Feminist jurisprudence has proved to be a highly contentious area of legal studies; nonetheless, its rapid evolution, and legal enhancement within society makes it one with considerable weight. Feminists such as MacKinnon have incessantly argued that men have more power than women do and consequently, male power perpetuates male dominance. Although contemporary society may not embrace the changes Mackinnon has proposed, and her critics have deemed her theories as excessively radical, her underlying claims are still worthwhile. She was deliberately provocative in proving that the American male power structure dominates women and must be changed. Establishing sexual equity in this power structure would be a key step in the struggle for gender equality within society.
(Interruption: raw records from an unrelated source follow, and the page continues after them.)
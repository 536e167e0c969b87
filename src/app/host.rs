//! Bevy + Rapier side of the scene seam. Converts screen-space requests from the
//! session controller into entities, body mutations and HUD updates.

use bevy::ecs::system::SystemParam;
use bevy::prelude::*;
use bevy_rapier2d::prelude::*;

use crate::core::components::{
    Backdrop, Bomb, Grounded, HighScoreText, Platform, Player, PlayerReach, ScoreText, Star,
    Surface, SurfaceContacts,
};
use crate::core::config::{GameConfig, PlatformConfig};
use crate::gameplay::motion::PlayerAnimation;
use crate::gameplay::scene::SceneHost;
use crate::gameplay::session::{ScoreState, StarId};
use crate::gameplay::spawn::BombSpawn;
use crate::physics::rapier::{groups, set_simulation_active};
use crate::rendering::animation::{frames, PlayerAnimator};
use crate::rendering::assets::GameAssets;
use crate::rendering::{hud, palette};

const LOG_TARGET: &str = "session";
const Z_BACKDROP: f32 = -10.0;
const Z_PLATFORM: f32 = 0.0;
const Z_BODIES: f32 = 1.0;

/// Restitution that keeps its own value against zero-bounce platforms and walls.
fn max_restitution(coefficient: f32) -> Restitution {
    Restitution {
        coefficient,
        combine_rule: CoefficientCombineRule::Max,
    }
}

#[derive(SystemParam)]
pub struct BevyHost<'w, 's> {
    commands: Commands<'w, 's>,
    cfg: Res<'w, GameConfig>,
    assets: Option<Res<'w, GameAssets>>,
    asset_server: Option<Res<'w, AssetServer>>,
    layouts: Option<ResMut<'w, Assets<TextureAtlasLayout>>>,
    players: Query<
        'w,
        's,
        (
            &'static Transform,
            &'static mut Velocity,
            &'static mut Sprite,
            Option<&'static mut PlayerAnimator>,
        ),
        With<Player>,
    >,
    stars: Query<'w, 's, (Entity, &'static Star), Without<Player>>,
    bombs: Query<'w, 's, Entity, With<Bomb>>,
    score_text: Query<'w, 's, &'static mut Text, (With<ScoreText>, Without<HighScoreText>)>,
    high_score_text: Query<'w, 's, &'static mut Text, (With<HighScoreText>, Without<ScoreText>)>,
    rapier: Query<'w, 's, &'static mut RapierConfiguration>,
}

impl BevyHost<'_, '_> {
    fn world_at(&self, screen: Vec2, z: f32) -> Transform {
        Transform::from_translation(self.cfg.window.to_world(screen).extend(z))
    }

    fn star_entity(&self, id: StarId) -> Option<Entity> {
        self.stars.iter().find(|(_, s)| s.0 == id).map(|(e, _)| e)
    }

    /// Textured sprite when textures are loaded, flat colour otherwise.
    fn sprite(&self, image: impl Fn(&GameAssets) -> Handle<Image>, color: Color, size: Vec2) -> Sprite {
        match self.assets.as_deref() {
            Some(a) => Sprite {
                image: image(a),
                custom_size: Some(size),
                ..default()
            },
            None => Sprite::from_color(color, size),
        }
    }

    fn player_base_color(&self) -> Color {
        if self.assets.is_some() {
            Color::WHITE
        } else {
            palette::PLAYER
        }
    }
}

impl SceneHost for BevyHost<'_, '_> {
    fn load_assets(&mut self) {
        if !self.cfg.textures {
            debug!(target: LOG_TARGET, "textures disabled; using flat colours");
            return;
        }
        let (Some(server), Some(layouts)) = (self.asset_server.as_deref(), self.layouts.as_deref_mut())
        else {
            warn!(target: LOG_TARGET, "asset server unavailable; using flat colours");
            return;
        };
        let assets = GameAssets::load(server, layouts);
        self.commands.insert_resource(assets);
        info!(target: LOG_TARGET, "textures requested");
    }

    fn spawn_backdrop(&mut self) {
        let size = Vec2::new(self.cfg.window.width, self.cfg.window.height);
        let sprite = self.sprite(|a| a.sky.clone(), palette::SKY, size);
        self.commands
            .spawn((Backdrop, sprite, Transform::from_xyz(0.0, 0.0, Z_BACKDROP)));
    }

    fn spawn_platform(&mut self, platform: &PlatformConfig) {
        let size = self.cfg.platforms.base_size.to_vec2() * platform.scale;
        let half = size * 0.5;
        let sprite = self.sprite(|a| a.ground.clone(), palette::GROUND, size);
        let transform = self.world_at(Vec2::new(platform.x, platform.y), Z_PLATFORM);
        self.commands.spawn((
            Platform,
            Surface(half),
            sprite,
            transform,
            RigidBody::Fixed,
            Collider::cuboid(half.x, half.y),
            groups::platform(),
        ));
    }

    fn spawn_player(&mut self, at: Vec2) {
        let p = &self.cfg.player;
        let size = p.size.to_vec2();
        let half = size * 0.5;
        let gravity = self.cfg.world.gravity;
        let gravity_scale = if gravity > 0.0 {
            (gravity + p.extra_gravity) / gravity
        } else {
            1.0
        };
        let mut animator = PlayerAnimator::default();
        animator.play(PlayerAnimation::Turn);
        let sprite = match self.assets.as_deref() {
            Some(a) => Sprite::from_atlas_image(
                a.player.clone(),
                TextureAtlas {
                    layout: a.player_layout.clone(),
                    index: frames(PlayerAnimation::Turn).0,
                },
            ),
            None => Sprite::from_color(palette::PLAYER, size),
        };
        let transform = self.world_at(at, Z_BODIES);
        self.commands
            .spawn((
                Player,
                sprite,
                transform,
                animator,
                SurfaceContacts::default(),
                Grounded::default(),
                RigidBody::Dynamic,
                Collider::cuboid(half.x, half.y),
                Velocity::zero(),
                max_restitution(p.bounce),
                Friction::coefficient(0.0),
                GravityScale(gravity_scale),
                LockedAxes::ROTATION_LOCKED,
                ActiveEvents::COLLISION_EVENTS,
                groups::player(),
            ))
            .with_children(|c| {
                c.spawn((
                    PlayerReach,
                    Collider::cuboid(half.x, half.y),
                    Sensor,
                    ActiveEvents::COLLISION_EVENTS,
                    groups::reach(),
                    Transform::default(),
                ));
            });
        info!(target: LOG_TARGET, x = at.x, y = at.y, gravity_scale, "player spawned");
    }

    fn spawn_star(&mut self, id: StarId, at: Vec2, bounce: f32) {
        let size = self.cfg.stars.size;
        let half = size * 0.5;
        let sprite = self.sprite(|a| a.star.clone(), palette::STAR, Vec2::splat(size));
        let transform = self.world_at(at, Z_BODIES);
        self.commands.spawn((
            Star(id),
            sprite,
            transform,
            RigidBody::Dynamic,
            Collider::cuboid(half, half),
            Velocity::zero(),
            max_restitution(bounce),
            LockedAxes::ROTATION_LOCKED,
            groups::star(),
        ));
    }

    fn spawn_bomb(&mut self, bomb: &BombSpawn) {
        let b = &self.cfg.bombs;
        let radius = b.radius * b.scale;
        let sprite = self.sprite(|a| a.bomb.clone(), palette::BOMB, Vec2::splat(radius * 2.0));
        let transform = self.world_at(bomb.position, Z_BODIES);
        // Screen y grows downward.
        let linvel = Vec2::new(bomb.velocity.x, -bomb.velocity.y);
        self.commands.spawn((
            Bomb,
            sprite,
            transform,
            RigidBody::Dynamic,
            Collider::ball(radius),
            Velocity::linear(linvel),
            max_restitution(b.bounce),
            Friction {
                coefficient: 0.0,
                combine_rule: CoefficientCombineRule::Min,
            },
            GravityScale(0.0),
            LockedAxes::ROTATION_LOCKED,
            Ccd::enabled(),
            groups::bomb(),
        ));
    }

    fn spawn_hud(&mut self, score: &ScoreState) {
        let assets = self.assets.as_deref();
        hud::spawn_hud(&mut self.commands, &self.cfg, assets, score);
    }

    fn disable_star(&mut self, id: StarId) {
        let Some(entity) = self.star_entity(id) else {
            warn!(target: LOG_TARGET, star = id.0, "disable_star: no such star");
            return;
        };
        self.commands
            .entity(entity)
            .insert((RigidBodyDisabled, ColliderDisabled, Visibility::Hidden));
    }

    fn enable_star(&mut self, id: StarId, at: Vec2) {
        let Some(entity) = self.star_entity(id) else {
            warn!(target: LOG_TARGET, star = id.0, "enable_star: no such star");
            return;
        };
        let transform = self.world_at(at, Z_BODIES);
        self.commands
            .entity(entity)
            .remove::<(RigidBodyDisabled, ColliderDisabled)>()
            .insert((transform, Velocity::zero(), Visibility::Inherited));
    }

    fn clear_bombs(&mut self) {
        let mut n = 0usize;
        for e in &self.bombs {
            self.commands.entity(e).despawn();
            n += 1;
        }
        debug!(target: LOG_TARGET, cleared = n, "bombs cleared");
    }

    fn player_position(&self) -> Option<Vec2> {
        self.players
            .iter()
            .next()
            .map(|(tf, ..)| self.cfg.window.to_screen(tf.translation.truncate()))
    }

    fn set_player_velocity_x(&mut self, vx: f32) {
        match self.players.iter_mut().next() {
            Some((_, mut vel, ..)) => {
                if vel.linvel.x != vx {
                    vel.linvel.x = vx;
                }
            }
            None => warn!(target: LOG_TARGET, "set_player_velocity_x: no player"),
        }
    }

    fn set_player_velocity_y(&mut self, vy: f32) {
        match self.players.iter_mut().next() {
            Some((_, mut vel, ..)) => vel.linvel.y = -vy,
            None => warn!(target: LOG_TARGET, "set_player_velocity_y: no player"),
        }
    }

    fn play_animation(&mut self, animation: PlayerAnimation) {
        if let Some((_, _, _, Some(mut animator))) = self.players.iter_mut().next() {
            if animator.animation() != animation {
                animator.play(animation);
            }
        }
    }

    fn set_player_hit(&mut self, hit: bool) {
        let color = if hit {
            palette::HIT_TINT
        } else {
            self.player_base_color()
        };
        if let Some((_, _, mut sprite, _)) = self.players.iter_mut().next() {
            sprite.color = color;
        }
    }

    fn pause_physics(&mut self) {
        set_simulation_active(&mut self.rapier, false);
    }

    fn resume_physics(&mut self) {
        set_simulation_active(&mut self.rapier, true);
    }

    fn show_score(&mut self, score: &ScoreState) {
        hud::write_labels(
            score,
            self.score_text.iter_mut().next(),
            self.high_score_text.iter_mut().next(),
        );
    }
}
Bartlett’s feminist methodologies can be employed as a measuring rod to illustrate how, and the extent to which, the law favours males and excludes women, and in this respect, his work offers great assistance to feminists striving for gender-based legal equality. Irrespective of such debates and competing arguments, feminist jurisprudence has made enormous strides over the years. It has succeeded in pushing the boundaries of law and legal language, to the extent where the law now recognises that women were previously in a radically different social relation to the law than men. It essentially highlighted that women’s experiences and expectations were not adequately acknowledged by the definitions of law which traditional jurisprudence offered, and thus, it is reasonable to argue that feminism has offered a highly distinctive and coherent approach to legal theory.